The vote, which came just one month after the Sejm (parliament) rejected an earlier version of the Bill, was quickly hailed as a personal triumph for Hanna Suchocka, the Prime Minister, who described it as an 'important day for the Polish economy' and a 'significant step forward'.
Representatives of Western banking circles also welcomed the decision, suggesting it would send positive signals to would-be investors in Poland. 'We are elated. This is an absolute breakthrough,' said Christian Duvigneau, a representative of the World Bank in Warsaw. 'It is of major importance in the eyes of the world.'
Although Poland's privatisation programme was originally unveiled in 1991, its controversial nature resulted in a two-year delay before it was put to a parliamentary vote. In its original form, the privatisation bill sought to give all Poles, including children, the chance to buy the shares at nominal prices. They were then to be transferred to investment funds under the management of foreign consultants.
When the Bill first came before the Sejm last month, many MPs rejected it because they objected to foreign consultants getting so much power over Polish enterprises.
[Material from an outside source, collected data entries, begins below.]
/// Planning guidance. `tasks` is the current task list when the caller asked
/// for it to be referenced.
pub fn plan_task(params: &PlanTask, tasks: &[Task], memory_dir: &Path) -> Result<String, String> {
    require_length("description", &params.description, 10)?;

    let requirements = params
        .requirements
        .as_deref()
        .filter(|value| !value.trim().is_empty())
        .unwrap_or("No requirements");
    let next = if thought_chain_enabled() {
        "Think the problem through with `process_thought`, one thought per call, before \
         committing to a plan. When the thinking is complete, call `analyze_task`."
    } else {
        "When the problem is understood, call `analyze_task` with a summary and an initial \
         concept."
    };

    let text = format!(
        r#"# Task Planning

## Description
{description}

## Requirements
{requirements}

{existing}## Before Planning
1. Read `{RULES_FILE}` if it exists and follow the project's conventions.
2. Look at the code the task touches: files, modules and the patterns already in use.
3. Search earlier work with `query_task`. Archived snapshots live in `{memory}`.
4. Do not guess. State what is unknown and find out.

## Next Step
{next}"#,
        description = params.description,
        existing = existing_tasks_section(tasks),
        memory = memory_dir.display(),
    );
    Ok(load_prompt(&text, "plan_task"))
}

/// Analysis guidance for an initial concept.
pub fn analyze_task(params: &AnalyzeTask) -> Result<String, String> {
    require_length("summary", &params.summary, 10)?;
    require_length("initialConcept", &params.initial_concept, 50)?;

    let previous = params
        .previous_analysis
        .as_deref()
        .filter(|value| !value.trim().is_empty())
        .map(|value| format!("## Previous Analysis\n{value}\n\n"))
        .unwrap_or_default();

    let text = format!(
        r#"# Task Analysis

## Summary
{summary}

## Initial Concept
{concept}

{previous}## Check the Concept
1. **Technical feasibility**: does the approach fit the existing architecture and libraries?
2. **Reuse**: which existing code, types or utilities can be used instead of writing new ones?
3. **Risks**: edge cases, performance limits, compatibility and security concerns.
4. **Interfaces**: which modules, signatures and data formats change?

Use pseudocode for key logic; do not write complete code yet.

## Next Step
Call `reflect_task` with the summary and the full analysis."#,
        summary = params.summary,
        concept = params.initial_concept,
    );
    Ok(load_prompt(&text, "analyze_task"))
}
Many of those who subsequently swung behind the Bill, however, were won over by arguments that a second rejection could damage the first indications of economic recovery since the collapse of Communist rule in 1989.
Without a clear majority in the Sejm, Ms Suchocka had to rely, ironically, on the support of many former Communist MPs. As a price for their support, the ex-Communist Social Democratic Left insisted on a series of amendments, including the free distribution of some of the shares to pensioners and public sector workers to compensate them for a pension and wage freeze.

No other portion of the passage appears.